The next day they returned to inspect the property and two weeks later, signed a lease. Utilizing contacts he made as maitre’d at the French Embassy and as manager of La Brasserie and another French restaurant in Georgetown, Campet persuaded suppliers to renovate the space in two weeks instead of six.
Naming their restaurant after the Burgundy region where Campet’s mother was born, the couple designed a logo depicting a red rooster and blue fish, ordered fresh flowers and opened on Nov. 6, 1992.
On the first night, next door neighbors arrived for dinner with 40 people, and since then, the seven-day-a-week restaurant has seldom lacked enthusiastic customers, me among them. In addition to excellent cuisine, I enjoyed testing my rudimentary French on the personable Martin, who still spoke with a strong French accent.
(I learned to say ‘Bonsoir’ when arriving for dinner, ‘Bonne nuit’ when leaving.)
Diners could view spectacular sunsets to the west from the main dining room and bar and adjacent sunroom alongWestmoreland Street, the dividing line between Arlington and Falls Church. Raymond added a breakfast space and separate dining room for private parties in 1996 but recently closed them.

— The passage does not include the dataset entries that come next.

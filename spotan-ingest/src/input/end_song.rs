//! Extended streaming history (`endsong_*.json`) reader
//!
//! Each file is a JSON array of end-song entries. Only the fields the
//! ingestion needs are decoded; the export carries more (platform, IP
//! address, episode data) which are ignored.

use crate::models::PlayRecord;
use chrono::{DateTime, NaiveDateTime, Utc};
use serde::{Deserialize, Deserializer};
use spotan_common::{Error, Result};
use std::path::Path;

#[derive(Debug, Deserialize)]
struct EndSongEntry {
    /// When the track stopped playing (UTC)
    #[serde(deserialize_with = "deserialize_utc")]
    ts: DateTime<Utc>,
    #[serde(default)]
    username: String,
    #[serde(default)]
    ms_played: i64,
    master_metadata_track_name: Option<String>,
    master_metadata_album_artist_name: Option<String>,
    spotify_track_uri: Option<String>,
    reason_start: Option<String>,
    reason_end: Option<String>,
    shuffle: Option<bool>,
    incognito_mode: Option<bool>,
}

impl From<EndSongEntry> for PlayRecord {
    fn from(entry: EndSongEntry) -> Self {
        Self {
            stopped_at: entry.ts,
            username: entry.username,
            track_uri: entry.spotify_track_uri,
            ms_played: entry.ms_played,
            shuffle: entry.shuffle.unwrap_or(false),
            incognito_mode: entry.incognito_mode.unwrap_or(false),
            reason_start: entry.reason_start,
            reason_end: entry.reason_end,
            track_name: entry.master_metadata_track_name,
            artist_name: entry.master_metadata_album_artist_name,
        }
    }
}

/// RFC 3339, or a bare `YYYY-MM-DDTHH:MM:SS` taken as UTC
fn deserialize_utc<'de, D>(deserializer: D) -> std::result::Result<DateTime<Utc>, D::Error>
where
    D: Deserializer<'de>,
{
    let raw = String::deserialize(deserializer)?;
    if let Ok(ts) = DateTime::parse_from_rfc3339(&raw) {
        return Ok(ts.with_timezone(&Utc));
    }
    NaiveDateTime::parse_from_str(&raw, "%Y-%m-%dT%H:%M:%S%.f")
        .map(|naive| naive.and_utc())
        .map_err(|e| serde::de::Error::custom(format!("invalid timestamp {:?}: {}", raw, e)))
}

/// Parse one history file's content
pub fn parse_end_songs(content: &str) -> Result<Vec<PlayRecord>> {
    let entries: Vec<EndSongEntry> = serde_json::from_str(content)
        .map_err(|e| Error::InvalidInput(format!("Parse streaming history failed: {}", e)))?;
    Ok(entries.into_iter().map(PlayRecord::from).collect())
}

/// Read and concatenate the given history files, in order
pub fn read_streaming_history<P: AsRef<Path>>(paths: &[P]) -> Result<Vec<PlayRecord>> {
    let mut history = Vec::new();

    for path in paths {
        let path = path.as_ref();
        tracing::info!("Reading [{}] contents", path.display());

        let content = std::fs::read_to_string(path)?;
        tracing::debug!(bytes = content.len(), "Parsing end songs");

        let records = parse_end_songs(&content)
            .map_err(|e| Error::InvalidInput(format!("{}: {}", path.display(), e)))?;
        tracing::info!("Parsed [{}] entries from {}", records.len(), path.display());

        history.extend(records);
    }

    Ok(history)
}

The restaurant was initially a family operation, with Raymond overseeing the kitchen and finding the best fresh produce and Lynne running the front, while their three children also helped out, before deciding they didn’t want to follow in their parents’ footsteps.
“The restaurant business is like being in the Army,” Raymond said at the time, “It’s discipline. You’ve got to be ready for the show every day.”
In 2002, ten years after La Cote d’Or opened, I reviewed it for The Hill, the Capitol Hill newspaper I was editing at the time, and praised it in a full-page review that Raymond framed and kept in his office. The menu included classic French fare, including escargot, Dover sole meuniere, rack of lamb Bordelaise, steak frite and tarte tatin, but also dishes that reflected his Basque heritage such as sea bream named after his father’s hometown in the Pyrenees.
Although the wine list was dominated by French wines, my wife and I enjoyed a bottle of the Raymond Amberhill chardonnay, one of four Napa Valley wines on the list. Campet admitted it was a bit of a gimmick because the wine bears his name, but it’s as good as any of its French cousins. Sadly but inevitably, prices for both food and wine have increased by about a third in recent years.
As Raymond’s obituary noted, he took great pleasure in directing an annual waiters’ race on Bastille Day, giving the winner a trip to Paris, while the Campets hosted many benefit dinners for schools, churches and charities.
I’ve been back many times since my first visit, sometimes for a drink at the bar and chat with some of its 30 employes, many from El Salvador who have worked there for 20 years, and sometimes it was to treat out-of-town guests or attend anniversary celebrations. Like most dining out guides and online reviewers, I almost always came away proclaiming “Magnifique!”
La Cote d’Or was closed last Wednesday because of Raymond’s funeral at St. James Catholic Church. But I took my wife for dinner on Thursday and offered condolences to Lynne, a Washington native who met Martin while on vacation in Paris.
She assured us she intends to continue operating one of the Washington area’s finest French restaurants, knowing that Raymond “is watching us overall.”